**WHAT THIS TASK INVOLVES:** Of all the lines in the material, how many carry the string "crate"? Respond with the number by itself.

**INFORMATION SUPPLIED:**
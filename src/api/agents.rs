//! Agent list page API handlers
//!
//! Lists the remote agents known to the conversation host and drives the
//! add-agent dialog of the caller's session.

use crate::agents::client::list_remote_agents;
use crate::agents::dialog::SaveOutcome;
use crate::agents::{AgentCard, AgentDialogState};
use crate::api::utils::{require_session, RouterState};
use crate::error::AppError;
use axum::{extract::State, http::HeaderMap, response::Json};
use serde::{Deserialize, Serialize};

/// Agents list response
#[derive(Debug, Serialize)]
pub struct AgentsListResponse {
    /// Registered remote agents
    pub agents: Vec<AgentCard>,
    /// Total number of agents
    pub count: usize,
}

/// Dialog state plus the derived flags the page renders from
#[derive(Debug, Serialize)]
pub struct DialogResponse {
    /// Form fields
    #[serde(flatten)]
    pub dialog: AgentDialogState,
    /// Label of the address input
    pub address_label: &'static str,
    /// Whether "Read" is offered
    pub can_read: bool,
    /// Whether "Save" is offered
    pub can_save: bool,
}

impl From<&AgentDialogState> for DialogResponse {
    fn from(dialog: &AgentDialogState) -> Self {
        Self {
            dialog: dialog.clone(),
            address_label: dialog.address_label(),
            can_read: dialog.can_read(),
            can_save: dialog.can_save(),
        }
    }
}

/// Partial edit of the dialog fields
///
/// Modes are comma-separated text, exactly as typed.
#[derive(Debug, Default, Deserialize)]
pub struct EditDialogRequest {
    /// Agent address (agent name in manual mode)
    pub agent_address: Option<String>,
    /// "Test Connection Before Saving"
    pub test_connection: Option<bool>,
    /// "Manual Input"
    pub manual_input: Option<bool>,
    /// Description
    pub agent_description: Option<String>,
    /// Framework type
    pub agent_framework_type: Option<String>,
    /// Comma-separated input modes
    pub input_modes: Option<String>,
    /// Comma-separated output modes
    pub output_modes: Option<String>,
    /// "Streaming Supported"
    pub stream_supported: Option<bool>,
    /// "Push Notifications Supported"
    pub push_notifications_supported: Option<bool>,
}

impl EditDialogRequest {
    fn apply(self, dialog: &mut AgentDialogState) {
        if let Some(address) = self.agent_address {
            dialog.set_agent_address(&address);
        }
        if let Some(checked) = self.test_connection {
            dialog.set_test_connection(checked);
        }
        if let Some(checked) = self.manual_input {
            dialog.set_manual_input(checked);
        }
        if let Some(description) = self.agent_description {
            dialog.set_agent_description(&description);
        }
        if let Some(framework) = self.agent_framework_type {
            dialog.set_agent_framework_type(&framework);
        }
        if let Some(modes) = self.input_modes {
            dialog.set_input_modes(&modes);
        }
        if let Some(modes) = self.output_modes {
            dialog.set_output_modes(&modes);
        }
        if let Some(checked) = self.stream_supported {
            dialog.set_stream_supported(checked);
        }
        if let Some(checked) = self.push_notifications_supported {
            dialog.set_push_notifications_supported(checked);
        }
    }
}

/// Result of a save click
#[derive(Debug, Serialize)]
pub struct SaveAgentResponse {
    /// What happened
    pub outcome: SaveOutcome,
    /// Dialog after the click
    pub dialog: DialogResponse,
}

/// GET /api/agents - List remote agents
pub async fn list_agents(
    State((app_state, _, remote)): State<RouterState>,
    headers: HeaderMap,
) -> Result<Json<AgentsListResponse>, AppError> {
    require_session(&app_state, &headers).await?;
    let agents = list_remote_agents(remote.conversation.as_ref()).await;
    Ok(Json(AgentsListResponse {
        count: agents.len(),
        agents,
    }))
}

/// GET /api/agents/dialog - Current dialog state
pub async fn get_dialog(
    State((app_state, _, _)): State<RouterState>,
    headers: HeaderMap,
) -> Result<Json<DialogResponse>, AppError> {
    let (_, session) = require_session(&app_state, &headers).await?;
    let session = session.lock().await;
    Ok(Json(DialogResponse::from(&session.agent_dialog)))
}

/// POST /api/agents/dialog/open - Show the dialog
pub async fn open_dialog(
    State((app_state, _, _)): State<RouterState>,
    headers: HeaderMap,
) -> Result<Json<DialogResponse>, AppError> {
    let (_, session) = require_session(&app_state, &headers).await?;
    let mut session = session.lock().await;
    session.agent_dialog.open_dialog();
    Ok(Json(DialogResponse::from(&session.agent_dialog)))
}

/// PATCH /api/agents/dialog - Apply field edits
pub async fn edit_dialog(
    State((app_state, _, _)): State<RouterState>,
    headers: HeaderMap,
    Json(request): Json<EditDialogRequest>,
) -> Result<Json<DialogResponse>, AppError> {
    let (_, session) = require_session(&app_state, &headers).await?;
    let mut session = session.lock().await;
    request.apply(&mut session.agent_dialog);
    Ok(Json(DialogResponse::from(&session.agent_dialog)))
}

/// POST /api/agents/dialog/read - Read the agent card at the entered address
pub async fn read_agent_card(
    State((app_state, _, remote)): State<RouterState>,
    headers: HeaderMap,
) -> Result<Json<DialogResponse>, AppError> {
    let (_, session) = require_session(&app_state, &headers).await?;
    let mut session = session.lock().await;
    session
        .agent_dialog
        .load_agent_info(remote.cards.as_ref())
        .await;
    Ok(Json(DialogResponse::from(&session.agent_dialog)))
}

/// POST /api/agents/dialog/save - Register the agent described by the dialog
pub async fn save_agent(
    State((app_state, _, remote)): State<RouterState>,
    headers: HeaderMap,
) -> Result<Json<SaveAgentResponse>, AppError> {
    let (_, session) = require_session(&app_state, &headers).await?;
    let mut session = session.lock().await;
    let outcome = session
        .agent_dialog
        .save_agent(remote.conversation.as_ref())
        .await;
    Ok(Json(SaveAgentResponse {
        outcome,
        dialog: DialogResponse::from(&session.agent_dialog),
    }))
}

/// POST /api/agents/dialog/cancel - Close the dialog and discard edits
pub async fn cancel_dialog(
    State((app_state, _, _)): State<RouterState>,
    headers: HeaderMap,
) -> Result<Json<DialogResponse>, AppError> {
    let (_, session) = require_session(&app_state, &headers).await?;
    let mut session = session.lock().await;
    session.agent_dialog.cancel_agent_dialog();
    Ok(Json(DialogResponse::from(&session.agent_dialog)))
}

**OUTPUT:** 5